DATA FOR THIS EXERCISE:
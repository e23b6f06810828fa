//! Movement intents: what a person decided to do this step.

use evac_core::{ExitId, Offset, PersonId};

/// Why a step was chosen.  The simulation applies every `Step` the same way
/// and records the goal in its per-move trace.
#[derive(Debug, Clone, Copy, PartialEq, Eq)]
pub enum Goal {
    /// Heading for the least-congested exit.
    Exit(ExitId),
    /// Closing the gap to an isolated nearest neighbour.
    Neighbor(PersonId),
    /// Following the crowd's mean displacement.
    Crowd,
}

/// The outcome of one movement decision.
///
/// A `Step` is only a request: the person stays put if the destination is
/// off the grid or an obstacle.
#[derive(Debug, Clone, Copy, PartialEq, Eq)]
pub enum Intent {
    Stay,
    Step { offset: Offset, goal: Goal },
}

impl Intent {
    /// `Step` toward `goal`, or `Stay` if `offset` is zero.
    #[inline]
    pub fn step(offset: Offset, goal: Goal) -> Self {
        if offset.is_zero() {
            Intent::Stay
        } else {
            Intent::Step { offset, goal }
        }
    }

    #[inline]
    pub fn offset(self) -> Offset {
        match self {
            Intent::Stay => Offset::ZERO,
            Intent::Step { offset, .. } => offset,
        }
    }
}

EXERCISE DESCRIPTION: Only what runs from the line containing "one movement decision." through the final line of the entries above belongs in the answer, restated exactly.

RESULT OF THIS TASK:
/// The outcome of one movement decision.
///
/// A `Step` is only a request: the person stays put if the destination is
/// off the grid or an obstacle.
#[derive(Debug, Clone, Copy, PartialEq, Eq)]
pub enum Intent {
    Stay,
    Step { offset: Offset, goal: Goal },
}

impl Intent {
    /// `Step` toward `goal`, or `Stay` if `offset` is zero.
    #[inline]
    pub fn step(offset: Offset, goal: Goal) -> Self {
        if offset.is_zero() {
            Intent::Stay
        } else {
            Intent::Step { offset, goal }
        }
    }

    #[inline]
    pub fn offset(self) -> Offset {
        match self {
            Intent::Stay => Offset::ZERO,
            Intent::Step { offset, .. } => offset,
        }
    }
}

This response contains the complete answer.